Python Walkthrough: Simple analysis using the Draw command (10 minutes)

Note

It may be that all the analysis tasks that your supervisor will ask you to do can be performed using the Draw command, the Treeviewer, the FitPanel and other simple techniques discussed in the early chapters of the ROOT Users Guide.

However, it’s more likely that these simple commands will only be useful when you get started; for example, you can draw a histogram of just one variable to see what the histogram limits might be. Let’s start with the same tasks you did with Treeviewer.1\(^,\)2

If you didn’t copy the example n-tuple file in The Basics, do so now:

> cp ~seligman/root-class/experiment.root $PWD

Open the sample ROOT TTree in the notebook with the following:

from ROOT import TFile, gROOT
myFile = TFile("experiment.root")
tree1 = gROOT.FindObject("tree1")

Note

The first command imports specific ROOT classes into Python (see the previous page).

That third command means: Look through everything we’ve read in (the “everything” is gROOT) and find the object whose name is tree1.

If you’ve done The C++ Path, note that in Python we have to read in the n-tuple explicitly.

In a notebook, you can’t use the Scan method to look at the contents of the tree, but you can display the names of the variables and the size of the TTree:

tree1.Print()

You can see that the variables stored in the TTree are event, ebeam, px, py, pz, zv, and chi2.
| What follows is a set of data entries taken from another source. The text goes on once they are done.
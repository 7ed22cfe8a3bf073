//! Multi-step acceptance scenarios against [`MemoryCloud`].
//!
//! An [`AcceptanceTest`] applies a sequence of [`TestStep`]s to one resource
//! through the provider, the way a host would:
//!
//! 1. validate the configuration, refresh the prior state, plan and apply
//! 2. read the result back and run the step's [`Check`]s
//! 3. refresh and plan again; the plan must be empty unless the step says
//!    otherwise
//!
//! Import steps import the resource by ID and compare the result with the
//! applied state. After the last step the resource is destroyed and every
//! object the scenario created must be gone remotely.

use std::sync::Arc;

use regex::Regex;
use serde_json::Value;
use thiserror::Error;
use tracing::{debug, info};
use uuid::Uuid;

use super::{MemoryCloud, ProviderTester};
use crate::api::{find_vpc_connector_by_arn, AppRunnerApi, DocDbApi};
use crate::error::{ApiError, ApiResult, ProviderError};
use crate::provider::AwsProvider;
use crate::resources::{
    apprunner_vpc_connector, docdb_cluster_parameter_group, docdb_event_subscription,
};
use crate::types::PlanAction;

/// How a scenario ended.
#[derive(Debug, Clone, PartialEq, Eq)]
pub enum Outcome {
    /// Every step passed and the destroy check found nothing left behind.
    Passed,
    /// The pre-check found the service unavailable.
    Skipped(String),
}

/// A failed scenario. Steps are numbered from 1.
#[derive(Debug, Error)]
pub enum AcceptanceError {
    /// The pre-check failed with an error that does not mean "skip".
    #[error("pre-check failed: {0}")]
    PreCheck(ApiError),

    /// The provider could not be configured.
    #[error("provider configuration rejected: {0}")]
    Configure(String),

    /// The step's configuration did not validate.
    #[error("step {step}: invalid configuration: {message}")]
    Invalid {
        /// Step number.
        step: usize,
        /// Rendered diagnostics.
        message: String,
    },

    /// A provider operation failed.
    #[error("step {step}: {source}")]
    Provider {
        /// Step number.
        step: usize,
        /// The provider's error.
        #[source]
        source: ProviderError,
    },

    /// A post-apply check failed.
    #[error("step {step}: check failed: {message}")]
    Check {
        /// Step number.
        step: usize,
        /// What was expected and what was found.
        message: String,
    },

    /// The plan after apply was not what the step expected.
    #[error("step {step}: {message}")]
    Plan {
        /// Step number.
        step: usize,
        /// Description of the plan.
        message: String,
    },

    /// The imported state differs from the applied state.
    #[error("step {step}: import mismatch: {message}")]
    Import {
        /// Step number.
        step: usize,
        /// The differing attributes.
        message: String,
    },

    /// A resource survived destroy.
    #[error("destroy check failed: {0}")]
    Destroy(String),
}

/// A check run against the state read back after an apply step.
#[derive(Debug, Clone)]
pub enum Check {
    /// The resource exists remotely.
    Exists,
    /// The attribute at a dotted path equals a value.
    Attr(String, Value),
    /// The list, set or map at a dotted path has this many elements.
    Count(String, usize),
    /// The string at a dotted path matches a pattern.
    Matches(String, Regex),
    /// Delete the resource behind the configuration's back.
    Disappears,
}

impl Check {
    /// [`Check::Attr`].
    pub fn attr(path: impl Into<String>, value: impl Into<Value>) -> Self {
        Self::Attr(path.into(), value.into())
    }

    /// [`Check::Count`].
    pub fn count(path: impl Into<String>, n: usize) -> Self {
        Self::Count(path.into(), n)
    }

    /// [`Check::Matches`].
    pub fn matches(path: impl Into<String>, pattern: Regex) -> Self {
        Self::Matches(path.into(), pattern)
    }
}

/// One step of a scenario.
#[derive(Debug, Clone)]
pub enum TestStep {
    /// Apply a configuration and check the result.
    Apply {
        /// The resource configuration.
        config: Value,
        /// Checks run after apply.
        checks: Vec<Check>,
        /// The plan after apply is expected to be non-empty.
        expect_non_empty_plan: bool,
    },
    /// Import the current resource by ID and compare with the applied state.
    Import {
        /// Attributes the import cannot reconstruct.
        ignore: Vec<String>,
    },
}

impl TestStep {
    /// Apply `config` and run `checks`.
    pub fn apply(config: Value, checks: Vec<Check>) -> Self {
        Self::Apply {
            config,
            checks,
            expect_non_empty_plan: false,
        }
    }

    /// Import and compare every attribute.
    pub fn import() -> Self {
        Self::Import { ignore: Vec::new() }
    }

    /// Import and compare all attributes but `ignore`.
    pub fn import_ignoring(ignore: &[&str]) -> Self {
        Self::Import {
            ignore: ignore.iter().map(|s| s.to_string()).collect(),
        }
    }

    /// Allow a non-empty plan after this step.
    pub fn expect_non_empty_plan(mut self) -> Self {
        if let Self::Apply {
            expect_non_empty_plan,
            ..
        } = &mut self
        {
            *expect_non_empty_plan = true;
        }
        self
    }
}

/// A scenario for one resource type.
#[derive(Debug, Clone)]
pub struct AcceptanceTest {
    resource_type: String,
    provider_config: Value,
    pre_check: bool,
    steps: Vec<TestStep>,
}

struct Run {
    tester: ProviderTester<AwsProvider>,
    cloud: Arc<MemoryCloud>,
    resource_type: String,
    state: Option<Value>,
    config: Value,
    created: Vec<Value>,
}

impl AcceptanceTest {
    /// A scenario for `resource_type` with fast polling.
    pub fn new(resource_type: impl Into<String>) -> Self {
        Self {
            resource_type: resource_type.into(),
            provider_config: serde_json::json!({
                "polling": {"initial_delay_ms": 1, "max_delay_ms": 10, "multiplier": 2.0},
                "timeouts": {"create": 5, "delete": 5, "operation": 5}
            }),
            pre_check: false,
            steps: Vec::new(),
        }
    }

    /// Provider configuration applied before the first step.
    pub fn provider_config(mut self, config: Value) -> Self {
        self.provider_config = config;
        self
    }

    /// Probe the service before running and skip if it is unavailable.
    pub fn pre_check(mut self) -> Self {
        self.pre_check = true;
        self
    }

    /// Append a step.
    pub fn step(mut self, step: TestStep) -> Self {
        self.steps.push(step);
        self
    }

    /// Run the scenario.
    ///
    /// The resource is destroyed even if a step fails. A step failure is
    /// reported in preference to a destroy failure.
    pub async fn run(self, cloud: Arc<MemoryCloud>) -> Result<Outcome, AcceptanceError> {
        if self.pre_check {
            if let Err(e) = pre_check(cloud.as_ref(), &self.resource_type).await {
                return match e {
                    ApiError::Fatal(msg) if is_pre_check_skip_error(&msg) => {
                        info!(resource_type = %self.resource_type, reason = %msg, "skipping acceptance test");
                        Ok(Outcome::Skipped(msg))
                    },
                    other => Err(AcceptanceError::PreCheck(other)),
                };
            }
        }

        let tester = ProviderTester::new(AwsProvider::new(cloud.clone(), cloud.clone()));
        tester
            .configure(self.provider_config.clone())
            .await
            .map_err(|e| AcceptanceError::Configure(e.to_string()))?;

        let mut run = Run {
            tester,
            cloud,
            resource_type: self.resource_type.clone(),
            state: None,
            config: Value::Null,
            created: Vec::new(),
        };

        let mut result = Ok(());
        for (i, step) in self.steps.iter().enumerate() {
            let n = i + 1;
            debug!(resource_type = %run.resource_type, step = n, "running step");
            result = match step {
                TestStep::Apply {
                    config,
                    checks,
                    expect_non_empty_plan,
                } => run.apply(n, config, checks, *expect_non_empty_plan).await,
                TestStep::Import { ignore } => run.import(n, ignore).await,
            };
            if result.is_err() {
                break;
            }
        }

        let destroyed = run.destroy().await;
        result?;
        destroyed?;
        Ok(Outcome::Passed)
    }
}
Create a histogram of one of the variables. For example:

    from ROOT import TCanvas
    my_canvas = TCanvas()
    tree1.Draw("ebeam")
    my_canvas.Draw()

While we have to explicitly Draw a canvas, we can re-use a previously-defined canvas (the same way command-line ROOT keeps re-using c1).

Using the Draw commands, make histograms of the other variables.


1

I duplicate some of the descriptions from the Treeviewer discussion, in case you decided to rush into programming and skip the simple tools.

2

If you’re experienced with Python, you may ask why I’m not including NumPy, SciPy, and Matplotlib in this tutorial. I want to focus on the ROOT toolkit, even though many tasks (especially in the Advanced Exercises and Expert Exercises) can be more easily accomplished using those additional packages. I wrestled with this issue for a while, before deciding that there are hundreds of web pages on these standard Python tools but few sites on ROOT. But I may change my mind next year!